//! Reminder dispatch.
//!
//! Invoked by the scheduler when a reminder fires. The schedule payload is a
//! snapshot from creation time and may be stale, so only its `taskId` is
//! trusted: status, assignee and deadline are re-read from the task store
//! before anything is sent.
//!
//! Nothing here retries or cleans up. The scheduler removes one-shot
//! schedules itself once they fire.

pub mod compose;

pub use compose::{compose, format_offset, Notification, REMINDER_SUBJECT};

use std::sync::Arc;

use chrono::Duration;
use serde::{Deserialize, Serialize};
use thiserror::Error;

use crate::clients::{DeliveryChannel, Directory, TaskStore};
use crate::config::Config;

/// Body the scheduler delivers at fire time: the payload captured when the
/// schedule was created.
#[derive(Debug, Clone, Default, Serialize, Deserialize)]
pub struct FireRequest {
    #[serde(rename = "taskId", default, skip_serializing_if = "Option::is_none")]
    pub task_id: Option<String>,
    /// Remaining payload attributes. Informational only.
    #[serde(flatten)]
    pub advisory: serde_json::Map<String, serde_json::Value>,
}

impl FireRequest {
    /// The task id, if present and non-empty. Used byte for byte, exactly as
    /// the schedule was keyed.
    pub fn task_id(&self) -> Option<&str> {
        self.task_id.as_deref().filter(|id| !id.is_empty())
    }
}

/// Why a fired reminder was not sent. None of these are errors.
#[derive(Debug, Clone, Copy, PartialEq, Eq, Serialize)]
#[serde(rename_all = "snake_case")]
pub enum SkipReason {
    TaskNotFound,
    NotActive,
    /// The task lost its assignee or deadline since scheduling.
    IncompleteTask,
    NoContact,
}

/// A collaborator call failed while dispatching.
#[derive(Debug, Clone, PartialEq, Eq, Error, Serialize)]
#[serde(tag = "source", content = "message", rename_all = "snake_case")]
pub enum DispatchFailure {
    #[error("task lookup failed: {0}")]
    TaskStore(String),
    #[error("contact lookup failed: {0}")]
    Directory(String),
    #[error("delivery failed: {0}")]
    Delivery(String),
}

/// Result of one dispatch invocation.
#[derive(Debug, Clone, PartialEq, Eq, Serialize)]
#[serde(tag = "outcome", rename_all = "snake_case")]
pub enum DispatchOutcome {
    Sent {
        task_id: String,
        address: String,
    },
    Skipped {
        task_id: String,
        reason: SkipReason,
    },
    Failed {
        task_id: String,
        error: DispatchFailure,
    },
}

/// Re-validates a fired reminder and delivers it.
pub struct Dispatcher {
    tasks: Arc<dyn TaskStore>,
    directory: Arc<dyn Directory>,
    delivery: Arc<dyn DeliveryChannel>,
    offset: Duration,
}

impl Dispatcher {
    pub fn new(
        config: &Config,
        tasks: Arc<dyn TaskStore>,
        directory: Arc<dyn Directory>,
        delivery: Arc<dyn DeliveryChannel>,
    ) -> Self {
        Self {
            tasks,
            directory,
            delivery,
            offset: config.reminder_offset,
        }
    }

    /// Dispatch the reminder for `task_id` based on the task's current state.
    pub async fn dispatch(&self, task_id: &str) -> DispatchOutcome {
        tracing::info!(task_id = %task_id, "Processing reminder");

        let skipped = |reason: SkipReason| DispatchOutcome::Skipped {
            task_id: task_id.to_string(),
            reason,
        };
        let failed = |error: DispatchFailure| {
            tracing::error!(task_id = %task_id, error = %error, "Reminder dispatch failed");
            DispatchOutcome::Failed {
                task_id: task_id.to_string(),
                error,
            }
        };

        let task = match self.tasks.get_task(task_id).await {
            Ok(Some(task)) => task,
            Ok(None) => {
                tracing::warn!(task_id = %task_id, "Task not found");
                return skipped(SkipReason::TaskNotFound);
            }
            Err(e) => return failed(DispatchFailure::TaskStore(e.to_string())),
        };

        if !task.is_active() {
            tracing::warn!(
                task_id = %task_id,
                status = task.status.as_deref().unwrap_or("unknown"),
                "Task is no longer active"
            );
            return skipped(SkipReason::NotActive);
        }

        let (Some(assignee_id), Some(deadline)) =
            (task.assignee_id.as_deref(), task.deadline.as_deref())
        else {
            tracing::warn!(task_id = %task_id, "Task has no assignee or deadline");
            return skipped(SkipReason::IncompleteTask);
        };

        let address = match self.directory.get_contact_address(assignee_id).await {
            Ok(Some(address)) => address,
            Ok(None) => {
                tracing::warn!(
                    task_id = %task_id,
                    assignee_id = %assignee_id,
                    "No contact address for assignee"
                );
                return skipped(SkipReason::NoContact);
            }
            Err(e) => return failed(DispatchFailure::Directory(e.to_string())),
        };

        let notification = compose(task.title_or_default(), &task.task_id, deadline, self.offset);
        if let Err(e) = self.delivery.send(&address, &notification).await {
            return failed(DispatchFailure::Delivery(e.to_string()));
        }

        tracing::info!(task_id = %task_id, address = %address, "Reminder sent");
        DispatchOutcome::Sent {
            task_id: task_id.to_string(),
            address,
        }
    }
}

▶ _DESCRIPTION OF THE TASK_
What you should produce is an exact copy of the records above.

▶ _WRITTEN ANSWER_
//! Reminder dispatch.
//!
//! Invoked by the scheduler when a reminder fires. The schedule payload is a
//! snapshot from creation time and may be stale, so only its `taskId` is
//! trusted: status, assignee and deadline are re-read from the task store
//! before anything is sent.
//!
//! Nothing here retries or cleans up. The scheduler removes one-shot
//! schedules itself once they fire.

pub mod compose;

pub use compose::{compose, format_offset, Notification, REMINDER_SUBJECT};

use std::sync::Arc;

use chrono::Duration;
use serde::{Deserialize, Serialize};
use thiserror::Error;

use crate::clients::{DeliveryChannel, Directory, TaskStore};
use crate::config::Config;

/// Body the scheduler delivers at fire time: the payload captured when the
/// schedule was created.
#[derive(Debug, Clone, Default, Serialize, Deserialize)]
pub struct FireRequest {
    #[serde(rename = "taskId", default, skip_serializing_if = "Option::is_none")]
    pub task_id: Option<String>,
    /// Remaining payload attributes. Informational only.
    #[serde(flatten)]
    pub advisory: serde_json::Map<String, serde_json::Value>,
}

impl FireRequest {
    /// The task id, if present and non-empty. Used byte for byte, exactly as
    /// the schedule was keyed.
    pub fn task_id(&self) -> Option<&str> {
        self.task_id.as_deref().filter(|id| !id.is_empty())
    }
}

/// Why a fired reminder was not sent. None of these are errors.
#[derive(Debug, Clone, Copy, PartialEq, Eq, Serialize)]
#[serde(rename_all = "snake_case")]
pub enum SkipReason {
    TaskNotFound,
    NotActive,
    /// The task lost its assignee or deadline since scheduling.
    IncompleteTask,
    NoContact,
}

/// A collaborator call failed while dispatching.
#[derive(Debug, Clone, PartialEq, Eq, Error, Serialize)]
#[serde(tag = "source", content = "message", rename_all = "snake_case")]
pub enum DispatchFailure {
    #[error("task lookup failed: {0}")]
    TaskStore(String),
    #[error("contact lookup failed: {0}")]
    Directory(String),
    #[error("delivery failed: {0}")]
    Delivery(String),
}

/// Result of one dispatch invocation.
#[derive(Debug, Clone, PartialEq, Eq, Serialize)]
#[serde(tag = "outcome", rename_all = "snake_case")]
pub enum DispatchOutcome {
    Sent {
        task_id: String,
        address: String,
    },
    Skipped {
        task_id: String,
        reason: SkipReason,
    },
    Failed {
        task_id: String,
        error: DispatchFailure,
    },
}

/// Re-validates a fired reminder and delivers it.
pub struct Dispatcher {
    tasks: Arc<dyn TaskStore>,
    directory: Arc<dyn Directory>,
    delivery: Arc<dyn DeliveryChannel>,
    offset: Duration,
}

impl Dispatcher {
    pub fn new(
        config: &Config,
        tasks: Arc<dyn TaskStore>,
        directory: Arc<dyn Directory>,
        delivery: Arc<dyn DeliveryChannel>,
    ) -> Self {
        Self {
            tasks,
            directory,
            delivery,
            offset: config.reminder_offset,
        }
    }

    /// Dispatch the reminder for `task_id` based on the task's current state.
    pub async fn dispatch(&self, task_id: &str) -> DispatchOutcome {
        tracing::info!(task_id = %task_id, "Processing reminder");

        let skipped = |reason: SkipReason| DispatchOutcome::Skipped {
            task_id: task_id.to_string(),
            reason,
        };
        let failed = |error: DispatchFailure| {
            tracing::error!(task_id = %task_id, error = %error, "Reminder dispatch failed");
            DispatchOutcome::Failed {
                task_id: task_id.to_string(),
                error,
            }
        };

        let task = match self.tasks.get_task(task_id).await {
            Ok(Some(task)) => task,
            Ok(None) => {
                tracing::warn!(task_id = %task_id, "Task not found");
                return skipped(SkipReason::TaskNotFound);
            }
            Err(e) => return failed(DispatchFailure::TaskStore(e.to_string())),
        };

        if !task.is_active() {
            tracing::warn!(
                task_id = %task_id,
                status = task.status.as_deref().unwrap_or("unknown"),
                "Task is no longer active"
            );
            return skipped(SkipReason::NotActive);
        }

        let (Some(assignee_id), Some(deadline)) =
            (task.assignee_id.as_deref(), task.deadline.as_deref())
        else {
            tracing::warn!(task_id = %task_id, "Task has no assignee or deadline");
            return skipped(SkipReason::IncompleteTask);
        };

        let address = match self.directory.get_contact_address(assignee_id).await {
            Ok(Some(address)) => address,
            Ok(None) => {
                tracing::warn!(
                    task_id = %task_id,
                    assignee_id = %assignee_id,
                    "No contact address for assignee"
                );
                return skipped(SkipReason::NoContact);
            }
            Err(e) => return failed(DispatchFailure::Directory(e.to_string())),
        };

        let notification = compose(task.title_or_default(), &task.task_id, deadline, self.offset);
        if let Err(e) = self.delivery.send(&address, &notification).await {
            return failed(DispatchFailure::Delivery(e.to_string()));
        }

        tracing::info!(task_id = %task_id, address = %address, "Reminder sent");
        DispatchOutcome::Sent {
            task_id: task_id.to_string(),
            address,
        }
    }
}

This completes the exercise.